## Source information:
···

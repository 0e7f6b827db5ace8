//! Provider table export.

use std::io::Write;
use std::path::Path;

use offerscan_search::ProviderTable;

use crate::ExportError;

const HEADERS: [&str; 5] = [
    "Anbieter",
    "Anzahl Angebote",
    "Titel",
    "Standorte",
    "für Suche verwendeter Link (wiederholend)",
];

/// Writes one CSV row per provider, sorted by provider name. The query
/// descriptor is repeated on every row.
///
/// # Errors
///
/// Returns [`ExportError::Csv`] if a row cannot be written.
pub fn write_provider_table<W: Write>(
    writer: W,
    table: &ProviderTable,
    descriptor: &str,
) -> Result<(), ExportError> {
    let mut csv = csv::Writer::from_writer(writer);
    csv.write_record(HEADERS)?;

    for (provider, stats) in table {
        let title = stats.first_title().unwrap_or_default();
        if title.is_empty() {
            tracing::debug!(provider = %provider, "provider has no title");
        }
        let locations = stats
            .locations()
            .iter()
            .map(String::as_str)
            .collect::<Vec<_>>()
            .join("; ");
        let count = stats.count().to_string();
        csv.write_record([provider.as_str(), count.as_str(), title, locations.as_str(), descriptor])?;
    }

    csv.flush().map_err(csv::Error::from)?;
    Ok(())
}

/// Writes the provider table to `path`.
///
/// Returns `Ok(false)` without touching the filesystem when the table is
/// empty.
///
/// # Errors
///
/// - [`ExportError::Io`] if the file cannot be created.
/// - [`ExportError::Csv`] if writing fails.
pub fn export_provider_table(
    path: &Path,
    table: &ProviderTable,
    descriptor: &str,
) -> Result<bool, ExportError> {
    if table.is_empty() {
        tracing::info!(path = %path.display(), "no providers to export");
        return Ok(false);
    }

    let file = std::fs::File::create(path).map_err(|source| ExportError::Io {
        path: path.to_path_buf(),
        source,
    })?;
    write_provider_table(std::io::BufWriter::new(file), table, descriptor)?;

    tracing::info!(path = %path.display(), providers = table.len(), "exported provider table");
    Ok(true)
}

#[cfg(test)]
mod tests {
    use offerscan_search::{aggregate, Offer};
    use serde_json::json;

    use super::*;
    use crate::test_support::scratch_dir;

    fn table() -> ProviderTable {
        let offers = vec![
            Offer::new(json!({
                "id": 1,
                "angebot": {"titel": "Koch", "bildungsanbieter": {"name": "Zeta GmbH"}},
                "adresse": {"ortStrasse": {"name": "Berlin"}}
            })),
            Offer::new(json!({
                "id": 2,
                "angebot": {"titel": "Baecker", "bildungsanbieter": {"name": "Alpha e.V."}},
                "adresse": {"ortStrasse": {"name": "Potsdam"}}
            })),
            Offer::new(json!({
                "id": 3,
                "angebot": {"titel": "Konditor", "bildungsanbieter": {"name": "Alpha e.V."}},
                "adresse": {"ortStrasse": {"name": "Berlin"}}
            })),
        ];
        aggregate(&offers)
    }

    #[test]
    fn rows_are_sorted_with_counts_and_descriptor() {
        let mut out = Vec::new();
        write_provider_table(&mut out, &table(), "ort=Berlin").unwrap();
        let text = String::from_utf8(out).unwrap();
        let lines: Vec<&str> = text.lines().collect();

        assert_eq!(lines.len(), 3);
        assert!(lines[0].starts_with("Anbieter,Anzahl Angebote,Titel,Standorte,"));
        assert_eq!(lines[1], "Alpha e.V.,2,Baecker,Berlin; Potsdam,ort=Berlin");
        assert_eq!(lines[2], "Zeta GmbH,1,Koch,Berlin,ort=Berlin");
    }

    #[test]
    fn empty_table_writes_no_file() {
        let dir = scratch_dir("empty-table");
        let path = dir.join("stats.csv");
        let written = export_provider_table(&path, &ProviderTable::new(), "q").unwrap();
        assert!(!written);
        assert!(!path.exists());
    }

    #[test]
    fn export_writes_file() {
        let dir = scratch_dir("table");
        let path = dir.join("stats.csv");
        assert!(export_provider_table(&path, &table(), "q").unwrap());
        let text = std::fs::read_to_string(&path).unwrap();
        assert!(text.contains("Zeta GmbH"));
    }

    #[test]
    fn missing_directory_is_an_io_error() {
        let path = scratch_dir("missing").join("nope").join("stats.csv");
        let err = export_provider_table(&path, &table(), "q").unwrap_err();
        assert!(matches!(err, ExportError::Io { .. }), "got {err:?}");
    }
}
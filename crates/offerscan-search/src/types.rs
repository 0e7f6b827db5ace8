//! Response types for the training-offer search endpoint.
//!
//! ## Observed envelope shape
//!
//! ```json
//! {
//!   "_embedded": { "termine": [ { ...listing... }, ... ] },
//!   "page": { "size": 20, "totalElements": 57, "totalPages": 3, "number": 0 }
//! }
//! ```
//!
//! An empty result set omits `_embedded` entirely, so it is optional here.
//!
//! ## Listings
//! Listings are kept as raw JSON. Only a handful of nested fields are read:
//!
//! - `id`: a number on most listings, occasionally a string, sometimes absent.
//! - `angebot.titel`: the course title.
//! - `angebot.bildungsanbieter.name`: the provider.
//! - `adresse.ortStrasse.name`: the location label.
//! - `adresse.ortStrasse.koordinaten.{lat,lon}`: numbers, numeric strings,
//!   `null`, or missing. Missing coordinates are common.
//!
//! Everything else passes through untouched into the JSON export.

use serde::{Deserialize, Serialize};
use serde_json::Value;

/// Identity of one listing, normalised to its string form so numeric and
/// string ids compare equal.
#[derive(Debug, Clone, PartialEq, Eq, Hash, PartialOrd, Ord, Serialize)]
#[serde(transparent)]
pub struct OfferId(String);

impl OfferId {
    #[must_use]
    pub fn as_str(&self) -> &str {
        &self.0
    }

    /// Reads an identity from a raw `id` value. Empty strings, zero, `null`,
    /// booleans, and nested values are not usable identities.
    fn from_value(value: &Value) -> Option<Self> {
        match value {
            Value::String(s) => {
                let trimmed = s.trim();
                (!trimmed.is_empty()).then(|| OfferId(trimmed.to_owned()))
            }
            Value::Number(n) => {
                if n.as_f64().is_some_and(|f| f == 0.0) {
                    return None;
                }
                // 42.0 and 42 are the same listing
                let text = match (n.as_i64(), n.as_u64(), n.as_f64()) {
                    (Some(i), _, _) => i.to_string(),
                    (None, Some(u), _) => u.to_string(),
                    (None, None, Some(f)) if f.fract() == 0.0 && f.abs() < 9.0e15 => {
                        format!("{f:.0}")
                    }
                    _ => n.to_string(),
                };
                Some(OfferId(text))
            }
            _ => None,
        }
    }
}

impl std::fmt::Display for OfferId {
    fn fmt(&self, f: &mut std::fmt::Formatter<'_>) -> std::fmt::Result {
        f.write_str(&self.0)
    }
}

impl From<&str> for OfferId {
    fn from(value: &str) -> Self {
        OfferId(value.to_owned())
    }
}

/// One listing as returned by the API.
#[derive(Debug, Clone, PartialEq, Serialize, Deserialize)]
#[serde(transparent)]
pub struct Offer(Value);

impl Offer {
    #[must_use]
    pub fn new(raw: Value) -> Self {
        Offer(raw)
    }

    #[must_use]
    pub fn raw(&self) -> &Value {
        &self.0
    }

    #[must_use]
    pub fn id(&self) -> Option<OfferId> {
        self.0.get("id").and_then(OfferId::from_value)
    }

    #[must_use]
    pub fn title(&self) -> Option<&str> {
        non_empty_str(self.0.pointer("/angebot/titel"))
    }

    #[must_use]
    pub fn provider_name(&self) -> Option<&str> {
        non_empty_str(self.0.pointer("/angebot/bildungsanbieter/name"))
    }

    #[must_use]
    pub fn location_name(&self) -> Option<&str> {
        non_empty_str(self.0.pointer("/adresse/ortStrasse/name"))
    }

    /// `(lat, lon)` when both coordinates are present and numeric.
    ///
    /// Numeric strings are accepted; `null`, missing keys, non-numeric text,
    /// and non-finite values yield `None`.
    #[must_use]
    pub fn coordinates(&self) -> Option<(f64, f64)> {
        let coords = self.0.pointer("/adresse/ortStrasse/koordinaten")?;
        let lat = coordinate_value(coords.get("lat")?)?;
        let lon = coordinate_value(coords.get("lon")?)?;
        Some((lat, lon))
    }
}

fn non_empty_str(value: Option<&Value>) -> Option<&str> {
    value
        .and_then(Value::as_str)
        .map(str::trim)
        .filter(|s| !s.is_empty())
}

fn coordinate_value(value: &Value) -> Option<f64> {
    let parsed = match value {
        Value::Number(n) => n.as_f64(),
        Value::String(s) => s.trim().parse::<f64>().ok(),
        _ => None,
    }?;
    parsed.is_finite().then_some(parsed)
}

/// Top-level response for one page of search results.
#[derive(Debug, Default, Deserialize)]
pub struct SearchPage {
    #[serde(default)]
    pub page: Option<PageMeta>,

    #[serde(rename = "_embedded", default)]
    pub embedded: Option<Embedded>,
}

#[derive(Debug, Deserialize)]
pub struct PageMeta {
    #[serde(rename = "totalPages", default)]
    pub total_pages: u32,

    #[serde(rename = "totalElements", default)]
    pub total_elements: Option<u64>,
}

#[derive(Debug, Deserialize)]
pub struct Embedded {
    #[serde(default)]
    pub termine: Option<Vec<Offer>>,
}

impl SearchPage {
    /// Page count announced by the pagination block, if any.
    #[must_use]
    pub fn total_pages(&self) -> Option<u32> {
        self.page.as_ref().map(|p| p.total_pages)
    }

    /// The embedded listing collection. `None` when the envelope lacks
    /// `_embedded.termine`, which the API uses for "no results".
    #[must_use]
    pub fn into_offers(self) -> Option<Vec<Offer>> {
        self.embedded.and_then(|e| e.termine)
    }
}

#[cfg(test)]
mod tests {
    use serde_json::json;

    use super::*;

    fn offer(raw: Value) -> Offer {
        Offer::new(raw)
    }

    #[test]
    fn numeric_and_string_ids_normalise_to_same_identity() {
        assert_eq!(offer(json!({"id": 42})).id(), offer(json!({"id": "42"})).id());
    }

    #[test]
    fn whole_float_ids_match_integer_ids() {
        let int_id = offer(json!({"id": 42})).id();
        assert_eq!(offer(json!({"id": 42.0})).id(), int_id);
        assert_eq!(int_id.as_ref().map(OfferId::as_str), Some("42"));
        assert_eq!(offer(json!({"id": -7.0})).id(), offer(json!({"id": -7})).id());
        assert_eq!(
            offer(json!({"id": 4.5})).id().as_ref().map(OfferId::as_str),
            Some("4.5")
        );
    }

    #[test]
    fn unusable_ids_are_none() {
        for raw in [
            json!({}),
            json!({"id": null}),
            json!({"id": ""}),
            json!({"id": "   "}),
            json!({"id": 0}),
            json!({"id": true}),
            json!({"id": {"nested": 1}}),
        ] {
            assert!(offer(raw.clone()).id().is_none(), "expected no id for {raw}");
        }
    }

    #[test]
    fn reads_nested_fields() {
        let o = offer(json!({
            "id": 7,
            "angebot": {"titel": "Fachinformatiker", "bildungsanbieter": {"name": "ACME Bildung"}},
            "adresse": {"ortStrasse": {"name": "Berlin", "koordinaten": {"lat": 52.5, "lon": 13.4}}}
        }));
        assert_eq!(o.title(), Some("Fachinformatiker"));
        assert_eq!(o.provider_name(), Some("ACME Bildung"));
        assert_eq!(o.location_name(), Some("Berlin"));
        assert_eq!(o.coordinates(), Some((52.5, 13.4)));
    }

    #[test]
    fn coordinates_accept_numeric_strings() {
        let o = offer(json!({"adresse": {"ortStrasse": {"koordinaten": {"lat": "52.5", "lon": " 13.4 "}}}}));
        assert_eq!(o.coordinates(), Some((52.5, 13.4)));
    }

    #[test]
    fn coordinates_reject_null_text_and_missing() {
        for coords in [
            json!({"lat": null, "lon": 13.4}),
            json!({"lat": 52.5}),
            json!({"lat": "north", "lon": 13.4}),
            json!({"lat": "NaN", "lon": 13.4}),
            json!({"lat": [52.5], "lon": 13.4}),
        ] {
            let o = offer(json!({"adresse": {"ortStrasse": {"koordinaten": coords}}}));
            assert!(o.coordinates().is_none(), "expected None for {coords}");
        }
        assert!(offer(json!({"adresse": {}})).coordinates().is_none());
        assert!(offer(json!("not an object")).coordinates().is_none());
    }

    #[test]
    fn envelope_without_embedded_has_no_offers() {
        let page: SearchPage =
            serde_json::from_value(json!({"page": {"totalPages": 0}})).unwrap();
        assert_eq!(page.total_pages(), Some(0));
        assert!(page.into_offers().is_none());
    }

    #[test]
    fn envelope_with_listings_parses() {
        let page: SearchPage = serde_json::from_value(json!({
            "_embedded": {"termine": [{"id": 1}, {"id": 2}]},
            "page": {"totalPages": 4, "totalElements": 70}
        }))
        .unwrap();
        assert_eq!(page.total_pages(), Some(4));
        assert_eq!(page.into_offers().map(|o| o.len()), Some(2));
    }
}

···

## What is required:
Which lines should be output? Exactly those from the first line of the data through the line containing "name. The query", inclusive.

## Result of the exercise:
repository 0e7f6b827db5ace8
//! Provider table export.

use std::io::Write;
use std::path::Path;

use offerscan_search::ProviderTable;

use crate::ExportError;

const HEADERS: [&str; 5] = [
    "Anbieter",
    "Anzahl Angebote",
    "Titel",
    "Standorte",
    "für Suche verwendeter Link (wiederholend)",
];

/// Writes one CSV row per provider, sorted by provider name. The query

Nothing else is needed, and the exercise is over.